▸ YOUR OBJECTIVE: Stop after the line that contains "assert_eq!(usage_lines.len(), 2);"; until then, restate each line of the entries word for word from the very first.

[Dataset entries]
*** Block opens ***
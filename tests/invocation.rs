//! End-to-end tests of the command-line contract, driving the built
//! binary as a subprocess.

use std::fs;
use std::path::Path;
use std::process::{Command, Output};

fn callscan(args: &[&str], cwd: &Path) -> Output {
    Command::new(env!("CARGO_BIN_EXE_callscan"))
        .args(args)
        .current_dir(cwd)
        .output()
        .expect("binary should run")
}

/// Report body after the ExecutionDateTime/[parameters] preamble.
fn strip_preamble(stdout: &str) -> String {
    match stdout.find("\n\n") {
        Some(pos) => stdout[pos + 2..].to_string(),
        None => stdout.to_string(),
    }
}

const SOURCE: &str = r#"namespace N
{
    class A
    {
        void Foo()
        {
            Helper(1);
        }

        void Helper(int x)
        {
        }
    }
}
"#;

#[test]
fn fewer_than_two_arguments_prints_two_usage_lines() {
    let dir = tempfile::TempDir::new().unwrap();
    let output = callscan(&[], dir.path());

    assert!(output.status.success());
    let stderr = String::from_utf8(output.stderr).unwrap();
    let usage_lines: Vec<&str> = stderr
        .lines()
        .filter(|l| l.starts_with("usage:"))
        .collect();
    assert_eq!(usage_lines.len(), 2);
    assert!(usage_lines[1].contains("/singlesource"));

    // No analysis happened.
    let stdout = String::from_utf8(output.stdout).unwrap();
    assert!(!stdout.contains("[Source:"));
}

#[test]
fn missing_source_directory_fails_without_analysis() {
    let dir = tempfile::TempDir::new().unwrap();
    let bin = dir.path().join("bin");
    fs::create_dir(&bin).unwrap();

    let output = callscan(&["no-such-dir", bin.to_str().unwrap()], dir.path());

    assert_eq!(output.status.code(), Some(1));
    let stderr = String::from_utf8(output.stderr).unwrap();
    assert!(stderr.contains("source directory not found"));
    let stdout = String::from_utf8(output.stdout).unwrap();
    assert!(!stdout.contains("[Source:"));
}

#[test]
fn missing_bin_directory_fails_without_analysis() {
    let dir = tempfile::TempDir::new().unwrap();
    let src = dir.path().join("src");
    fs::create_dir(&src).unwrap();

    let output = callscan(&[src.to_str().unwrap(), "no-such-bin"], dir.path());

    assert_eq!(output.status.code(), Some(1));
    let stderr = String::from_utf8(output.stderr).unwrap();
    assert!(stderr.contains("bin directory not found"));
}

#[test]
fn single_file_and_batch_over_one_file_report_identically() {
    let dir = tempfile::TempDir::new().unwrap();
    let src = dir.path().join("src");
    let bin = dir.path().join("bin");
    fs::create_dir(&src).unwrap();
    fs::create_dir(&bin).unwrap();
    let file = src.join("A.cs");
    fs::write(&file, SOURCE).unwrap();

    let batch = callscan(&[src.to_str().unwrap(), bin.to_str().unwrap()], dir.path());
    let single = callscan(
        &[file.to_str().unwrap(), bin.to_str().unwrap(), "/singlesource"],
        dir.path(),
    );

    assert!(batch.status.success());
    assert!(single.status.success());

    let batch_report = strip_preamble(&String::from_utf8(batch.stdout).unwrap());
    let single_report = strip_preamble(&String::from_utf8(single.stdout).unwrap());
    assert_eq!(batch_report, single_report);
    assert!(batch_report.contains("Class Declaration: N.A\n"));
    assert!(batch_report.contains("Specified Syntax MethodCall: N.A.Helper(int)\n"));
    assert!(batch_report.ends_with("\n\n"));
}

#[test]
fn flag_position_does_not_matter() {
    let dir = tempfile::TempDir::new().unwrap();
    let src = dir.path().join("src");
    let bin = dir.path().join("bin");
    fs::create_dir(&src).unwrap();
    fs::create_dir(&bin).unwrap();
    let file = src.join("A.cs");
    fs::write(&file, SOURCE).unwrap();

    let leading = callscan(
        &["/SingleSource", file.to_str().unwrap(), bin.to_str().unwrap()],
        dir.path(),
    );
    let trailing = callscan(
        &[file.to_str().unwrap(), bin.to_str().unwrap(), "/singlesource"],
        dir.path(),
    );

    assert!(leading.status.success());
    let leading_report = strip_preamble(&String::from_utf8(leading.stdout).unwrap());
    let trailing_report = strip_preamble(&String::from_utf8(trailing.stdout).unwrap());
    assert_eq!(leading_report, trailing_report);
}

#[test]
fn build_output_directories_are_excluded_from_batches() {
    let dir = tempfile::TempDir::new().unwrap();
    let src = dir.path().join("src");
    let bin = dir.path().join("bin");
    fs::create_dir_all(src.join("obj/Debug")).unwrap();
    fs::create_dir(&bin).unwrap();
    fs::write(src.join("A.cs"), SOURCE).unwrap();
    fs::write(
        src.join("obj/Debug/Generated.cs"),
        "namespace Gen { class G { } }",
    )
    .unwrap();

    let output = callscan(&[src.to_str().unwrap(), bin.to_str().unwrap()], dir.path());

    assert!(output.status.success());
    let stdout = String::from_utf8(output.stdout).unwrap();
    assert!(stdout.contains("Class Declaration: N.A"));
    assert!(!stdout.contains("Generated.cs"));
}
*** Block closes ***
▸ WRITTEN RESPONSE:
filename tests/invocation.rs
//! End-to-end tests of the command-line contract, driving the built
//! binary as a subprocess.

use std::fs;
use std::path::Path;
use std::process::{Command, Output};

fn callscan(args: &[&str], cwd: &Path) -> Output {
    Command::new(env!("CARGO_BIN_EXE_callscan"))
        .args(args)
        .current_dir(cwd)
        .output()
        .expect("binary should run")
}

/// Report body after the ExecutionDateTime/[parameters] preamble.
fn strip_preamble(stdout: &str) -> String {
    match stdout.find("\n\n") {
        Some(pos) => stdout[pos + 2..].to_string(),
        None => stdout.to_string(),
    }
}

const SOURCE: &str = r#"namespace N
{
    class A
    {
        void Foo()
        {
            Helper(1);
        }

        void Helper(int x)
        {
        }
    }
}
"#;

#[test]
fn fewer_than_two_arguments_prints_two_usage_lines() {
    let dir = tempfile::TempDir::new().unwrap();
    let output = callscan(&[], dir.path());

    assert!(output.status.success());
    let stderr = String::from_utf8(output.stderr).unwrap();
    let usage_lines: Vec<&str> = stderr
        .lines()
        .filter(|l| l.starts_with("usage:"))
        .collect();
    assert_eq!(usage_lines.len(), 2);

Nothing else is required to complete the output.